#### Records for processing

········

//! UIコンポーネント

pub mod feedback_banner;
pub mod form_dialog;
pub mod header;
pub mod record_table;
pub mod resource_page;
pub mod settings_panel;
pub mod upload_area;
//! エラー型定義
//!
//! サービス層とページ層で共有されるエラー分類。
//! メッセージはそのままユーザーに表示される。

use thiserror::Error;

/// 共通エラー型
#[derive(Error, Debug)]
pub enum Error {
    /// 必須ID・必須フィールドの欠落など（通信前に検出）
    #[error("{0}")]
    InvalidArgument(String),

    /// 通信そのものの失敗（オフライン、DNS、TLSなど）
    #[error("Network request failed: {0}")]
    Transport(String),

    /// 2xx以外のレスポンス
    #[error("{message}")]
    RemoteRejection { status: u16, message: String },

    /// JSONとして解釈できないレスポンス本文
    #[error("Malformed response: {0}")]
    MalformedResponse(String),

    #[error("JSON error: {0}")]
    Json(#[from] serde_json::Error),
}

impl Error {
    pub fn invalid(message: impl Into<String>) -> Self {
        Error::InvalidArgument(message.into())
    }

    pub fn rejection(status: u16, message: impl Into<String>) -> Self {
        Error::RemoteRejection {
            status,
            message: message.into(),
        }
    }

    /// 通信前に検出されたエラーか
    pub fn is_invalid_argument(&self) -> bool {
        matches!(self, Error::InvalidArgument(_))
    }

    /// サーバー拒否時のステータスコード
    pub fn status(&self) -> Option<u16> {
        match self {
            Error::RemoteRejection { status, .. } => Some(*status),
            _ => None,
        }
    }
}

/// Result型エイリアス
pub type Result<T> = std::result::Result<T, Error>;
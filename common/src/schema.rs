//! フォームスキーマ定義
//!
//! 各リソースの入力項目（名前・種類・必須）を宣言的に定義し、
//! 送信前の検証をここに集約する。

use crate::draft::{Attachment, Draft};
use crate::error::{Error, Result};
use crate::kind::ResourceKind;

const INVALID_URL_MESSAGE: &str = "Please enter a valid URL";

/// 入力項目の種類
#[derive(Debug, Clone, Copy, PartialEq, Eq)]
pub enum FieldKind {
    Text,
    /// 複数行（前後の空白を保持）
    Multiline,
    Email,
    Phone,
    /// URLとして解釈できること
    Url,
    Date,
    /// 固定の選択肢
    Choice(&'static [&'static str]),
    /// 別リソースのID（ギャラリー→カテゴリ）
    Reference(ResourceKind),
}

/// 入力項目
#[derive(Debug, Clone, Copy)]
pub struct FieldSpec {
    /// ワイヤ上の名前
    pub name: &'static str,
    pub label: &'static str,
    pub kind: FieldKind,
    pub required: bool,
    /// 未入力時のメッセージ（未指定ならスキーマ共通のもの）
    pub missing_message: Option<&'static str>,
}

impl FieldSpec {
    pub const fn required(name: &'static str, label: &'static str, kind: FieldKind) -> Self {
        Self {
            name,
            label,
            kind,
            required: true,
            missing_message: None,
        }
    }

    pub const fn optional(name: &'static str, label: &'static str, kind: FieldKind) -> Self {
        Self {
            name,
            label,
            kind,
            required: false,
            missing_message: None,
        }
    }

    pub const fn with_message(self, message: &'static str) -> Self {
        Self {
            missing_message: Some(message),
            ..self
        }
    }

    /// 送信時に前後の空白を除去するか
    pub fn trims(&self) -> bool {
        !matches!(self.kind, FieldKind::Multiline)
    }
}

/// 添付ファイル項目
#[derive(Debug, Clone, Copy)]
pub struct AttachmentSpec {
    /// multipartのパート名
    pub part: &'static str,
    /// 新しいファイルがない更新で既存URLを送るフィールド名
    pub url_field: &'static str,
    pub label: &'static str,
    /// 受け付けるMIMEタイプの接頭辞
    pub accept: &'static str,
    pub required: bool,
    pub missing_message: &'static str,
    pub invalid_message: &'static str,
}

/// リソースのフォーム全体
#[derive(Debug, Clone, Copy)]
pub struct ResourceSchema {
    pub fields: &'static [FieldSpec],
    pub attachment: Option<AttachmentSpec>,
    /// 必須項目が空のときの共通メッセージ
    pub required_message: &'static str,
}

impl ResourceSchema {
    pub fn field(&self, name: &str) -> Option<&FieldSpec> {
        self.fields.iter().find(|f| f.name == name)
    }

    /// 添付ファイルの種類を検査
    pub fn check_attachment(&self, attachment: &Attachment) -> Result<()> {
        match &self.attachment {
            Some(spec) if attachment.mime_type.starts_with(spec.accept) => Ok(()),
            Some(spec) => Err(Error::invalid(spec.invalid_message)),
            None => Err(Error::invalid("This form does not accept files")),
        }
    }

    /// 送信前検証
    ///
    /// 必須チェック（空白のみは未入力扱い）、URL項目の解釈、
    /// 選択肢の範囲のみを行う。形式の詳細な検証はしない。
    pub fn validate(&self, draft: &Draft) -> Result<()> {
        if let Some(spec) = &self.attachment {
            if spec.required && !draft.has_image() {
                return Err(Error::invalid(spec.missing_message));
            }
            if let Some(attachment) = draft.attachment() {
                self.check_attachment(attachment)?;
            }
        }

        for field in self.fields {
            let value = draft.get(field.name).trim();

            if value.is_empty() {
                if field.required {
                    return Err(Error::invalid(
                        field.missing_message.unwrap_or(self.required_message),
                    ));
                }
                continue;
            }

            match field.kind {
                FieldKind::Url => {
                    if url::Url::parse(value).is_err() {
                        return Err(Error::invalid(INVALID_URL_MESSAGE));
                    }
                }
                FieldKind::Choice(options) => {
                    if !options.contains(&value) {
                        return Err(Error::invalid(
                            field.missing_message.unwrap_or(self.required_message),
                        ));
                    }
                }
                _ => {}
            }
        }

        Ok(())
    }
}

········

#### What is needed
Make an exact transcription of the entries above.

#### Exercise answer
//! UIコンポーネント

pub mod feedback_banner;
pub mod form_dialog;
pub mod header;
pub mod record_table;
pub mod resource_page;
pub mod settings_panel;
pub mod upload_area;
//! エラー型定義
//!
//! サービス層とページ層で共有されるエラー分類。
//! メッセージはそのままユーザーに表示される。

use thiserror::Error;

/// 共通エラー型
#[derive(Error, Debug)]
pub enum Error {
    /// 必須ID・必須フィールドの欠落など（通信前に検出）
    #[error("{0}")]
    InvalidArgument(String),

    /// 通信そのものの失敗（オフライン、DNS、TLSなど）
    #[error("Network request failed: {0}")]
    Transport(String),

    /// 2xx以外のレスポンス
    #[error("{message}")]
    RemoteRejection { status: u16, message: String },

    /// JSONとして解釈できないレスポンス本文
    #[error("Malformed response: {0}")]
    MalformedResponse(String),

    #[error("JSON error: {0}")]
    Json(#[from] serde_json::Error),
}

impl Error {
    pub fn invalid(message: impl Into<String>) -> Self {
        Error::InvalidArgument(message.into())
    }

    pub fn rejection(status: u16, message: impl Into<String>) -> Self {
        Error::RemoteRejection {
            status,
            message: message.into(),
        }
    }

    /// 通信前に検出されたエラーか
    pub fn is_invalid_argument(&self) -> bool {
        matches!(self, Error::InvalidArgument(_))
    }

    /// サーバー拒否時のステータスコード
    pub fn status(&self) -> Option<u16> {
        match self {
            Error::RemoteRejection { status, .. } => Some(*status),
            _ => None,
        }
    }
}

/// Result型エイリアス
pub type Result<T> = std::result::Result<T, Error>;
filename common/src/schema.rs
//! フォームスキーマ定義
//!
//! 各リソースの入力項目（名前・種類・必須）を宣言的に定義し、
//! 送信前の検証をここに集約する。

use crate::draft::{Attachment, Draft};
use crate::error::{Error, Result};
use crate::kind::ResourceKind;

const INVALID_URL_MESSAGE: &str = "Please enter a valid URL";

/// 入力項目の種類
#[derive(Debug, Clone, Copy, PartialEq, Eq)]
pub enum FieldKind {
    Text,
    /// 複数行（前後の空白を保持）
    Multiline,
    Email,
    Phone,
    /// URLとして解釈できること
    Url,
    Date,
    /// 固定の選択肢
    Choice(&'static [&'static str]),
    /// 別リソースのID（ギャラリー→カテゴリ）
    Reference(ResourceKind),
}

/// 入力項目
#[derive(Debug, Clone, Copy)]
pub struct FieldSpec {
    /// ワイヤ上の名前
    pub name: &'static str,
    pub label: &'static str,
    pub kind: FieldKind,
    pub required: bool,
    /// 未入力時のメッセージ（未指定ならスキーマ共通のもの）
    pub missing_message: Option<&'static str>,
}

impl FieldSpec {
    pub const fn required(name: &'static str, label: &'static str, kind: FieldKind) -> Self {
        Self {
            name,
            label,
            kind,
            required: true,
            missing_message: None,
        }
    }

    pub const fn optional(name: &'static str, label: &'static str, kind: FieldKind) -> Self {
        Self {
            name,
            label,
            kind,
            required: false,
            missing_message: None,
        }
    }

    pub const fn with_message(self, message: &'static str) -> Self {
        Self {
            missing_message: Some(message),
            ..self
        }
    }

    /// 送信時に前後の空白を除去するか
    pub fn trims(&self) -> bool {
        !matches!(self.kind, FieldKind::Multiline)
    }
}

/// 添付ファイル項目
#[derive(Debug, Clone, Copy)]
pub struct AttachmentSpec {
    /// multipartのパート名
    pub part: &'static str,
    /// 新しいファイルがない更新で既存URLを送るフィールド名
    pub url_field: &'static str,
    pub label: &'static str,
    /// 受け付けるMIMEタイプの接頭辞
    pub accept: &'static str,
    pub required: bool,
    pub missing_message: &'static str,
    pub invalid_message: &'static str,
}

/// リソースのフォーム全体
#[derive(Debug, Clone, Copy)]
pub struct ResourceSchema {
    pub fields: &'static [FieldSpec],
    pub attachment: Option<AttachmentSpec>,
    /// 必須項目が空のときの共通メッセージ
    pub required_message: &'static str,
}

impl ResourceSchema {
    pub fn field(&self, name: &str) -> Option<&FieldSpec> {
        self.fields.iter().find(|f| f.name == name)
    }

    /// 添付ファイルの種類を検査
    pub fn check_attachment(&self, attachment: &Attachment) -> Result<()> {
        match &self.attachment {
            Some(spec) if attachment.mime_type.starts_with(spec.accept) => Ok(()),
            Some(spec) => Err(Error::invalid(spec.invalid_message)),
            None => Err(Error::invalid("This form does not accept files")),
        }
    }

    /// 送信前検証
    ///
    /// 必須チェック（空白のみは未入力扱い）、URL項目の解釈、
    /// 選択肢の範囲のみを行う。形式の詳細な検証はしない。
    pub fn validate(&self, draft: &Draft) -> Result<()> {
        if let Some(spec) = &self.attachment {
            if spec.required && !draft.has_image() {
                return Err(Error::invalid(spec.missing_message));
            }
            if let Some(attachment) = draft.attachment() {
                self.check_attachment(attachment)?;
            }
        }

        for field in self.fields {
            let value = draft.get(field.name).trim();

            if value.is_empty() {
                if field.required {
                    return Err(Error::invalid(
                        field.missing_message.unwrap_or(self.required_message),
                    ));
                }
                continue;
            }

            match field.kind {
                FieldKind::Url => {
                    if url::Url::parse(value).is_err() {
                        return Err(Error::invalid(INVALID_URL_MESSAGE));
                    }
                }
                FieldKind::Choice(options) => {
                    if !options.contains(&value) {
                        return Err(Error::invalid(
                            field.missing_message.unwrap_or(self.required_message),
                        ));
                    }
                }
                _ => {}
            }
        }

        Ok(())
    }
}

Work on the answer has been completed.